**What you need to do**
All of the data is to be copied word for word.

**Information given**

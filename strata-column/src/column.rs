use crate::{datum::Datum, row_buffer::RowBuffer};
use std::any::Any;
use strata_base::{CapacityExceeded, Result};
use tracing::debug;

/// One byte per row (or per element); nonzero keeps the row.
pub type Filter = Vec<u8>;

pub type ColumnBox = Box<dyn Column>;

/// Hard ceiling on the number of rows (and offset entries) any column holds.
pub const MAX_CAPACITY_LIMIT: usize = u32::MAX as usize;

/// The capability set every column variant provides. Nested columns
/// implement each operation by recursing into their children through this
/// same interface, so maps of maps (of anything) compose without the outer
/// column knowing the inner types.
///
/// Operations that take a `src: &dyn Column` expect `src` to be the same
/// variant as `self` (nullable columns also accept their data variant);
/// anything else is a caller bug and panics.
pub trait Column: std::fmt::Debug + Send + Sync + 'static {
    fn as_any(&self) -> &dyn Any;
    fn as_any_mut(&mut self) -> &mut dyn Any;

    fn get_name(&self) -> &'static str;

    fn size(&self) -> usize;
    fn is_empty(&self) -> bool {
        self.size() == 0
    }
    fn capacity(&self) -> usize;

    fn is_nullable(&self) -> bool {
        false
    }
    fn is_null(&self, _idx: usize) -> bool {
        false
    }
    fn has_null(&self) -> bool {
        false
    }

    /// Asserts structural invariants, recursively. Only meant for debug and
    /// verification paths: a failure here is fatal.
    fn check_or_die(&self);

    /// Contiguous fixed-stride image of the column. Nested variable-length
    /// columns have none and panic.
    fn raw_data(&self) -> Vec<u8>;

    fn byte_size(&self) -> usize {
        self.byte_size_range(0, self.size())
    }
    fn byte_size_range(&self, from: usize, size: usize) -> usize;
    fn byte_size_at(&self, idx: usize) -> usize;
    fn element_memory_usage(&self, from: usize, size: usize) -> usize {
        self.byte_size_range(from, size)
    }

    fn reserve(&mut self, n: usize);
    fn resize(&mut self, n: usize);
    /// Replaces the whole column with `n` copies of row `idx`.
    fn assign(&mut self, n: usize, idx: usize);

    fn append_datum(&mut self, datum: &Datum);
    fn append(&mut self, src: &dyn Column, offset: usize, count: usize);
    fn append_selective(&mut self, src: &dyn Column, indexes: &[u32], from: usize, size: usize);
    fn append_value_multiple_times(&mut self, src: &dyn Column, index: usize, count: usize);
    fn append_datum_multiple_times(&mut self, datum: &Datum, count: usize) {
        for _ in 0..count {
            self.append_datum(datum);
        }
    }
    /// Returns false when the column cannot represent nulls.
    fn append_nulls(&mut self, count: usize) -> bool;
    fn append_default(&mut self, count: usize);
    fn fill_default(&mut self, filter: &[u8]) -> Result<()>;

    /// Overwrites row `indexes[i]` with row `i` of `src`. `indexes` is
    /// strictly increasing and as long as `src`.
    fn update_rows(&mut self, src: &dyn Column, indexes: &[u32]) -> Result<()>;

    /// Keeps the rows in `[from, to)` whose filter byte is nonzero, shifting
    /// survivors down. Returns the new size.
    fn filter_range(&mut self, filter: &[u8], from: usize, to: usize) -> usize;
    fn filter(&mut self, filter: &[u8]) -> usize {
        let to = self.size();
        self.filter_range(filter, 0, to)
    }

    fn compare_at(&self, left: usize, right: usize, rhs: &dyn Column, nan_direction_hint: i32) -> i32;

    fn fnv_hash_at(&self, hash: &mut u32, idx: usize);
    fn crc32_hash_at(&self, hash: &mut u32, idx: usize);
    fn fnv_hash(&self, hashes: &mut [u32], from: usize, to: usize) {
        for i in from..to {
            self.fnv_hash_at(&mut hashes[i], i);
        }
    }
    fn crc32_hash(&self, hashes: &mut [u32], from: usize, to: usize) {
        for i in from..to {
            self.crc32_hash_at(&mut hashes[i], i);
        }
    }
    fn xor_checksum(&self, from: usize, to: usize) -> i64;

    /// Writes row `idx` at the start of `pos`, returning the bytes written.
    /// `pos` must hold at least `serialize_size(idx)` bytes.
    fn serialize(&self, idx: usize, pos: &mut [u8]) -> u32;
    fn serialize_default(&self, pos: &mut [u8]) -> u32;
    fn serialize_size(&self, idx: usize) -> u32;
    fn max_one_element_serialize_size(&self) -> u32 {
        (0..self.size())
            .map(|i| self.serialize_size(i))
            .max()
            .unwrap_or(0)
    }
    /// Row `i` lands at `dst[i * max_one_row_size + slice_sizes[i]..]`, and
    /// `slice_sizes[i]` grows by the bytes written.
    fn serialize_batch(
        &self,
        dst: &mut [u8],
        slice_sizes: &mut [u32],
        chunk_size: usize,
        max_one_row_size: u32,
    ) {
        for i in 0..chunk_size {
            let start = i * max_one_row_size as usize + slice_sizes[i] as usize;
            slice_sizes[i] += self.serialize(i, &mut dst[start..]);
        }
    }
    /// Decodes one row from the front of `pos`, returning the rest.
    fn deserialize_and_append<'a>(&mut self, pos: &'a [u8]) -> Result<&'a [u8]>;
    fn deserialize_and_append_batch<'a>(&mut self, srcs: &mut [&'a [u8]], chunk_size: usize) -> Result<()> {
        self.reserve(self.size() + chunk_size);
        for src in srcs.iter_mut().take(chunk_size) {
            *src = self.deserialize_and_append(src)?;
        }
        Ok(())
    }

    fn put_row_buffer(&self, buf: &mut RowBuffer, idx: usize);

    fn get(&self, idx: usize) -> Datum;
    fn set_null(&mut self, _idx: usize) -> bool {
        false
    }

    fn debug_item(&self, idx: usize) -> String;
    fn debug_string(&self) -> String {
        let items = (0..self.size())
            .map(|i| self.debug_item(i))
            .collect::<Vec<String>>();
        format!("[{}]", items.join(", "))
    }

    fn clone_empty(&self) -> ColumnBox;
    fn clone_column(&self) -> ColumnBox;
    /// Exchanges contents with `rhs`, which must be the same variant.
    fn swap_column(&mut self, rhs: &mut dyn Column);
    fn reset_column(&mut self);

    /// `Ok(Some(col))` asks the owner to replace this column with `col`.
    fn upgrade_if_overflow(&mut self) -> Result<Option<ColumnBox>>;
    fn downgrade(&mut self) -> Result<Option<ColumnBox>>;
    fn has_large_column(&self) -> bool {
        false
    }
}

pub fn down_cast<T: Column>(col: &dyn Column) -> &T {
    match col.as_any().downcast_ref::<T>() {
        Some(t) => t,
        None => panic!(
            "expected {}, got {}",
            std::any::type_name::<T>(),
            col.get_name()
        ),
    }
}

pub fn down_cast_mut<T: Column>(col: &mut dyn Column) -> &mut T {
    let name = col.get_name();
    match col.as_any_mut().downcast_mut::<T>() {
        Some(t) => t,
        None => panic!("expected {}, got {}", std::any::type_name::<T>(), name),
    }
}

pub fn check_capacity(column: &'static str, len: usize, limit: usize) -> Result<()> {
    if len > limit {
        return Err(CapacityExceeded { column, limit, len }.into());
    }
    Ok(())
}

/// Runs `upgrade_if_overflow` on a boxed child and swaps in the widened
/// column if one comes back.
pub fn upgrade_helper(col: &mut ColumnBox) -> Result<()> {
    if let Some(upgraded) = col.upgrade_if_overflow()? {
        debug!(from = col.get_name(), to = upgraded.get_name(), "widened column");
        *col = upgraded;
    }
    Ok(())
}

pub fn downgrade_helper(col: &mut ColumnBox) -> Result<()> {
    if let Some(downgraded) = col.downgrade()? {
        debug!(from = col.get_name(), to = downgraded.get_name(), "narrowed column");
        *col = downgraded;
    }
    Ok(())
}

**Exercise answer**
filename strata-column/src/column.rs
use crate::{datum::Datum, row_buffer::RowBuffer};
use std::any::Any;
use strata_base::{CapacityExceeded, Result};
use tracing::debug;

/// One byte per row (or per element); nonzero keeps the row.
pub type Filter = Vec<u8>;

pub type ColumnBox = Box<dyn Column>;

/// Hard ceiling on the number of rows (and offset entries) any column holds.
pub const MAX_CAPACITY_LIMIT: usize = u32::MAX as usize;

/// The capability set every column variant provides. Nested columns
/// implement each operation by recursing into their children through this
/// same interface, so maps of maps (of anything) compose without the outer
/// column knowing the inner types.
///
/// Operations that take a `src: &dyn Column` expect `src` to be the same
/// variant as `self` (nullable columns also accept their data variant);
/// anything else is a caller bug and panics.
pub trait Column: std::fmt::Debug + Send + Sync + 'static {
    fn as_any(&self) -> &dyn Any;
    fn as_any_mut(&mut self) -> &mut dyn Any;

    fn get_name(&self) -> &'static str;

    fn size(&self) -> usize;
    fn is_empty(&self) -> bool {
        self.size() == 0
    }
    fn capacity(&self) -> usize;

    fn is_nullable(&self) -> bool {
        false
    }
    fn is_null(&self, _idx: usize) -> bool {
        false
    }
    fn has_null(&self) -> bool {
        false
    }

    /// Asserts structural invariants, recursively. Only meant for debug and
    /// verification paths: a failure here is fatal.
    fn check_or_die(&self);

    /// Contiguous fixed-stride image of the column. Nested variable-length
    /// columns have none and panic.
    fn raw_data(&self) -> Vec<u8>;

    fn byte_size(&self) -> usize {
        self.byte_size_range(0, self.size())
    }
    fn byte_size_range(&self, from: usize, size: usize) -> usize;
    fn byte_size_at(&self, idx: usize) -> usize;
    fn element_memory_usage(&self, from: usize, size: usize) -> usize {
        self.byte_size_range(from, size)
    }

    fn reserve(&mut self, n: usize);
    fn resize(&mut self, n: usize);
    /// Replaces the whole column with `n` copies of row `idx`.
    fn assign(&mut self, n: usize, idx: usize);

    fn append_datum(&mut self, datum: &Datum);
    fn append(&mut self, src: &dyn Column, offset: usize, count: usize);
    fn append_selective(&mut self, src: &dyn Column, indexes: &[u32], from: usize, size: usize);
    fn append_value_multiple_times(&mut self, src: &dyn Column, index: usize, count: usize);
    fn append_datum_multiple_times(&mut self, datum: &Datum, count: usize) {
        for _ in 0..count {
            self.append_datum(datum);
        }
    }
    /// Returns false when the column cannot represent nulls.
    fn append_nulls(&mut self, count: usize) -> bool;
    fn append_default(&mut self, count: usize);
    fn fill_default(&mut self, filter: &[u8]) -> Result<()>;

    /// Overwrites row `indexes[i]` with row `i` of `src`. `indexes` is
    /// strictly increasing and as long as `src`.
    fn update_rows(&mut self, src: &dyn Column, indexes: &[u32]) -> Result<()>;

    /// Keeps the rows in `[from, to)` whose filter byte is nonzero, shifting
    /// survivors down. Returns the new size.
    fn filter_range(&mut self, filter: &[u8], from: usize, to: usize) -> usize;
    fn filter(&mut self, filter: &[u8]) -> usize {
        let to = self.size();
        self.filter_range(filter, 0, to)
    }

    fn compare_at(&self, left: usize, right: usize, rhs: &dyn Column, nan_direction_hint: i32) -> i32;

    fn fnv_hash_at(&self, hash: &mut u32, idx: usize);
    fn crc32_hash_at(&self, hash: &mut u32, idx: usize);
    fn fnv_hash(&self, hashes: &mut [u32], from: usize, to: usize) {
        for i in from..to {
            self.fnv_hash_at(&mut hashes[i], i);
        }
    }
    fn crc32_hash(&self, hashes: &mut [u32], from: usize, to: usize) {
        for i in from..to {
            self.crc32_hash_at(&mut hashes[i], i);
        }
    }
    fn xor_checksum(&self, from: usize, to: usize) -> i64;

    /// Writes row `idx` at the start of `pos`, returning the bytes written.
    /// `pos` must hold at least `serialize_size(idx)` bytes.
    fn serialize(&self, idx: usize, pos: &mut [u8]) -> u32;
    fn serialize_default(&self, pos: &mut [u8]) -> u32;
    fn serialize_size(&self, idx: usize) -> u32;
    fn max_one_element_serialize_size(&self) -> u32 {
        (0..self.size())
            .map(|i| self.serialize_size(i))
            .max()
            .unwrap_or(0)
    }
    /// Row `i` lands at `dst[i * max_one_row_size + slice_sizes[i]..]`, and
    /// `slice_sizes[i]` grows by the bytes written.
    fn serialize_batch(
        &self,
        dst: &mut [u8],
        slice_sizes: &mut [u32],
        chunk_size: usize,
        max_one_row_size: u32,
    ) {
        for i in 0..chunk_size {
            let start = i * max_one_row_size as usize + slice_sizes[i] as usize;
            slice_sizes[i] += self.serialize(i, &mut dst[start..]);
        }
    }
    /// Decodes one row from the front of `pos`, returning the rest.
    fn deserialize_and_append<'a>(&mut self, pos: &'a [u8]) -> Result<&'a [u8]>;
    fn deserialize_and_append_batch<'a>(&mut self, srcs: &mut [&'a [u8]], chunk_size: usize) -> Result<()> {
        self.reserve(self.size() + chunk_size);
        for src in srcs.iter_mut().take(chunk_size) {
            *src = self.deserialize_and_append(src)?;
        }
        Ok(())
    }

    fn put_row_buffer(&self, buf: &mut RowBuffer, idx: usize);

    fn get(&self, idx: usize) -> Datum;
    fn set_null(&mut self, _idx: usize) -> bool {
        false
    }

    fn debug_item(&self, idx: usize) -> String;
    fn debug_string(&self) -> String {
        let items = (0..self.size())
            .map(|i| self.debug_item(i))
            .collect::<Vec<String>>();
        format!("[{}]", items.join(", "))
    }

    fn clone_empty(&self) -> ColumnBox;
    fn clone_column(&self) -> ColumnBox;
    /// Exchanges contents with `rhs`, which must be the same variant.
    fn swap_column(&mut self, rhs: &mut dyn Column);
    fn reset_column(&mut self);

    /// `Ok(Some(col))` asks the owner to replace this column with `col`.
    fn upgrade_if_overflow(&mut self) -> Result<Option<ColumnBox>>;
    fn downgrade(&mut self) -> Result<Option<ColumnBox>>;
    fn has_large_column(&self) -> bool {
        false
    }
}

pub fn down_cast<T: Column>(col: &dyn Column) -> &T {
    match col.as_any().downcast_ref::<T>() {
        Some(t) => t,
        None => panic!(
            "expected {}, got {}",
            std::any::type_name::<T>(),
            col.get_name()
        ),
    }
}

pub fn down_cast_mut<T: Column>(col: &mut dyn Column) -> &mut T {
    let name = col.get_name();
    match col.as_any_mut().downcast_mut::<T>() {
        Some(t) => t,
        None => panic!("expected {}, got {}", std::any::type_name::<T>(), name),
    }
}

pub fn check_capacity(column: &'static str, len: usize, limit: usize) -> Result<()> {
    if len > limit {
        return Err(CapacityExceeded { column, limit, len }.into());
    }
    Ok(())
}

/// Runs `upgrade_if_overflow` on a boxed child and swaps in the widened
/// column if one comes back.
pub fn upgrade_helper(col: &mut ColumnBox) -> Result<()> {
    if let Some(upgraded) = col.upgrade_if_overflow()? {
        debug!(from = col.get_name(), to = upgraded.get_name(), "widened column");
        *col = upgraded;
    }
    Ok(())
}

pub fn downgrade_helper(col: &mut ColumnBox) -> Result<()> {
    if let Some(downgraded) = col.downgrade()? {
        debug!(from = col.get_name(), to = downgraded.get_name(), "narrowed column");
        *col = downgraded;
    }
    Ok(())
}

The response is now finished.